Section 2: Existing users

Q 2.9: Can I use XML for ordinary office applications?

Yes, use MS-Office, Libre Office, Open Office, WordPerfect, or others.

Yes, most office ‘productivity’ suites already do this, and save their documents along with stylesheets, images, etc in a Zip file:

  • Libre Office, OpenOffice, and NeoOffice (Mac) have been saving their files as XML by default for many years (.odt, .ods, and .odp file types are all Zip files). The packages are essentially variant implementations of OpenOffice, and all comprise a wordprocessor, spreadsheet, presentation software, and a vector drawing program, and they share related Schemas. The Office Document Format (ODF) was the first official International Standard (ISO/IEC 26300) for office documents. All of them can read and write Microsoft Office files.
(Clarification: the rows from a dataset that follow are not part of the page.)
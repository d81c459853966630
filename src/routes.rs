//! Route table.
//!
//! Expands `webServices` declarations into one [`RouteDefinition`] per
//! (path, verb) and answers transport lookups. The table is keyed by
//! service URL and is replaced wholesale, never edited in place, while
//! requests are being served.

use crate::config::{BodyFilter, JsonPathSwitchResponse, MockServerConfig, RouteOverride, ServiceDeclaration};
use crate::error::ConfigError;
use crate::matcher::PathPattern;
use crate::switch::{SwitchKind, SwitchRule};
use serde::{Deserialize, Serialize};
use serde_json::{Map, Value};
use std::collections::HashMap;
use std::fmt;
use tracing::info;

/// HTTP verbs a route can be declared for.
#[derive(Debug, Clone, Copy, PartialEq, Eq, Hash, Serialize, Deserialize)]
#[serde(rename_all = "lowercase")]
pub enum Verb {
    Get,
    Post,
    Put,
    Delete,
    Patch,
    /// Any method
    All,
}

impl Verb {
    /// Parse a verb name, ignoring case.
    pub fn parse(name: &str) -> Option<Self> {
        match name.trim().to_ascii_lowercase().as_str() {
            "get" => Some(Verb::Get),
            "post" => Some(Verb::Post),
            "put" => Some(Verb::Put),
            "delete" => Some(Verb::Delete),
            "patch" => Some(Verb::Patch),
            "all" => Some(Verb::All),
            _ => None,
        }
    }

    pub fn as_str(&self) -> &'static str {
        match self {
            Verb::Get => "get",
            Verb::Post => "post",
            Verb::Put => "put",
            Verb::Delete => "delete",
            Verb::Patch => "patch",
            Verb::All => "all",
        }
    }

    /// Whether a request with this HTTP method is served by the verb.
    pub fn accepts(&self, method: &str) -> bool {
        match self {
            Verb::All => true,
            Verb::Get => method.eq_ignore_ascii_case("get") || method.eq_ignore_ascii_case("head"),
            _ => method.eq_ignore_ascii_case(self.as_str()),
        }
    }
}

impl fmt::Display for Verb {
    fn fmt(&self, f: &mut fmt::Formatter<'_>) -> fmt::Result {
        f.write_str(self.as_str())
    }
}

/// How one (path, verb) pair responds.
#[derive(Debug, Clone, PartialEq, Serialize)]
#[serde(rename_all = "camelCase")]
pub struct RouteDefinition {
    pub service_url: String,
    pub verb: Verb,
    #[serde(skip_serializing_if = "Option::is_none")]
    pub mock_file: Option<String>,
    #[serde(skip_serializing_if = "Option::is_none")]
    pub mock_body: Option<String>,
    #[serde(skip_serializing_if = "Option::is_none")]
    pub content_type: Option<String>,
    #[serde(skip_serializing_if = "Option::is_none")]
    pub http_status: Option<u16>,
    pub latency: u64,
    #[serde(skip_serializing_if = "HashMap::is_empty")]
    pub headers: HashMap<String, String>,
    #[serde(skip_serializing_if = "Vec::is_empty")]
    pub switch: Vec<SwitchRule>,
    #[serde(skip_serializing_if = "HashMap::is_empty")]
    pub switch_responses: HashMap<String, RouteOverride>,
    #[serde(skip_serializing_if = "Vec::is_empty")]
    pub template_switch: Vec<SwitchRule>,
    pub enable_template: bool,
    #[serde(skip_serializing_if = "Option::is_none")]
    pub json_path_switch_response: Option<JsonPathSwitchResponse>,
    #[serde(skip_serializing_if = "HashMap::is_empty")]
    pub bodies: HashMap<String, Vec<BodyFilter>>,
    pub log_request_headers: bool,
}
  • Corel's WordPerfect suite has shipped with a fully-fledged XML editor for many years (which also does full SGML as well). It can save the formatted output as a Microsoft Word .doc file, but it uses its own stylesheet technology to format documents, not XSLT3 or CSS. It can also save its own (WordPerfect) document format to an XML representation.

  • The AbiWord wordprocessor (all platforms) can open and edit Word and OpenOffice documents, but it can also save them in DocBook XML or even LATEX format (although it does not provide native XML editing) which makes it an excellent converter.
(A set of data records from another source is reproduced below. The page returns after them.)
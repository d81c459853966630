//! API Mock Server
//!
//! Serves canned HTTP responses from files on disk, driven by a JSON or
//! YAML configuration. Useful for front-end development and for testing
//! clients against services that are unavailable or not yet built.
//!
//! # Features
//!
//! - **Route Table**: Map service URLs and verbs to mock files or inline bodies
//! - **Switches**: Pick a response variant from a request parameter, a
//!   regular expression over the body, or a JSONPath query
//! - **Templates**: Substitute path parameters and switch values into bodies
//! - **JSONPath Responses**: Answer with a projection of a JSON document
//! - **Body Filters**: Only answer requests whose body (or its digest) matches
//! - **Latency Simulation**: Delay responses per route
//! - **Admin API**: Replace routes and reload the configuration at runtime
//!
//! # Example Configuration
//!
//! ```yaml
//! mockDirectory: ./mocks/
//! port: 8888
//! webServices:
//!   first:
//!     mockFile: king.json
//!     verbs: [get]
//!   nested/ace:
//!     mockFile: ace.json
//!     verbs: [get, post]
//!     switch: customerId
//! ```

pub mod config;
pub mod error;
pub mod filter;
pub mod jsonpath;
pub mod matcher;
pub mod proxy;
pub mod request;
pub mod resolver;
pub mod response;
pub mod routes;
pub mod server;
pub mod store;
pub mod switch;
pub mod template;

pub use config::{ConfigLayer, MockServerConfig};
pub use error::{ConfigError, ResolveError};
pub use request::MockRequest;
pub use resolver::ResponseResolver;
pub use response::ResponsePlan;
pub use routes::{RouteDefinition, RouteTable, Verb};
pub use server::MockServer;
  • Microsoft Office 2003 provided a ‘Save As…XML’ to all parts of the suite except Powerpoint, using WordML to represent the visual appearance of the document, although it will preserve style names if they are in use.
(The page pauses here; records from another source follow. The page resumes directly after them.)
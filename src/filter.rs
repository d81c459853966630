//! Request body filters.
//!
//! A route may list the bodies it accepts per verb. Each entry is either
//! the exact raw body or a `{ "<algorithm>": "<hex digest>" }` object; a
//! request matching none of them is answered with 404.

use crate::config::BodyFilter;
use md5::Md5;
use sha1::Sha1;
use sha2::{Digest, Sha224, Sha256, Sha384, Sha512};
use tracing::{debug, warn};

/// Whether the raw body satisfies at least one filter.
pub fn matches_any(filters: &[BodyFilter], body: &str) -> bool {
    filters.iter().any(|filter| matches(filter, body))
}

/// Whether the raw body satisfies a single filter.
pub fn matches(filter: &BodyFilter, body: &str) -> bool {
    match filter {
        BodyFilter::Raw(expected) => expected == body,
        BodyFilter::Digest(digests) => digests.iter().any(|(algorithm, expected)| {
            match digest_hex(algorithm, body.as_bytes()) {
                Some(actual) => {
                    debug!(%algorithm, %actual, "Body digest");
                    actual.eq_ignore_ascii_case(expected.trim())
                }
                None => {
                    warn!(%algorithm, "Unsupported body digest algorithm");
                    false
                }
            }
        }),
    }
}

/// Lower-case hex digest of `data`, or `None` for an unknown algorithm.
pub fn digest_hex(algorithm: &str, data: &[u8]) -> Option<String> {
    let algorithm = algorithm.to_ascii_lowercase().replace('-', "");
    let digest = match algorithm.as_str() {
        "md5" => hex::encode(Md5::digest(data)),
        "sha1" => hex::encode(Sha1::digest(data)),
        "sha224" => hex::encode(Sha224::digest(data)),
        "sha256" => hex::encode(Sha256::digest(data)),
        "sha384" => hex::encode(Sha384::digest(data)),
        "sha512" => hex::encode(Sha512::digest(data)),
        _ => return None,
    };
    Some(digest)
}

#[cfg(test)]
mod tests {
    use super::*;
    use std::collections::HashMap;

    fn digest(algorithm: &str, hex: &str) -> BodyFilter {
        BodyFilter::Digest(HashMap::from([(algorithm.to_string(), hex.to_string())]))
    }

    #[test]
    fn test_known_digests() {
        assert_eq!(
            digest_hex("md5", b"abc").as_deref(),
            Some("900150983cd24fb0d6963f7d28e17f72")
        );
        assert_eq!(
            digest_hex("sha1", b"abc").as_deref(),
            Some("a9993e364706816aba3e25717850c26c9cd0d89d")
        );
        assert_eq!(
            digest_hex("SHA-256", b"abc").as_deref(),
            Some("ba7816bf8f01cfea414140de5dae2223b00361a396177a9cb410ff61f20015ad")
        );
        assert_eq!(digest_hex("crc32", b"abc"), None);
    }

    #[test]
    fn test_raw_filter() {
        let filters = vec![BodyFilter::Raw("{ \"text\": \"Raw body filter test\" }".to_string())];
        assert!(matches_any(&filters, "{ \"text\": \"Raw body filter test\" }"));
        assert!(!matches_any(&filters, "{\"text\":\"Raw body filter test\"}"));
    }

    #[test]
    fn test_digest_filter_ignores_case() {
        let filters = vec![digest("sha1", "A9993E364706816ABA3E25717850C26C9CD0D89D")];
        assert!(matches_any(&filters, "abc"));
        assert!(!matches_any(&filters, "abd"));
    }

    #[test]
    fn test_any_filter_may_match() {
        let filters = vec![
            BodyFilter::Raw("first".to_string()),
            digest("md5", "900150983cd24fb0d6963f7d28e17f72"),
        ];
        assert!(matches_any(&filters, "first"));
        assert!(matches_any(&filters, "abc"));
        assert!(!matches_any(&filters, "other"));
    }

    #[test]
    fn test_unknown_algorithm_never_matches() {
        assert!(!matches_any(&[digest("whirlpool", "00")], "abc"));
        assert!(!matches_any(&[], "abc"));
    }
}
    Office 2007, 2010, and later all save natively as XML documents (.docx, .xlsx, and .pptx file types, which are Zip files). They use Office Open XML (OOXML, similar but unrelated to WordML) which is Microsoft's equivalent to ODF. It is a parallel ISO standard.

    Word 2003 shipped with a real XML editor as well, supporting other W3C Schemas as well as its own (but not DTDs), and this also provided a method for binding element types to Word's named styles (like Microsoft's earlier product SGML Author for Word did).

  • Avoid Microsoft's ‘Works’ package, as it is incompatible both with XML and all other Office software.

  • I have no information on Lotus office products.

There is more detail under ‘XML File Formats for Office Documents’ in the XML Cover Pages which briefly describes and points to further information on: GNOME Office, KOffice, Microsoft XDocs, OASIS TC for Open Office XML File Format, 1DOK.org Project, and OpenOffice.org XML File Format.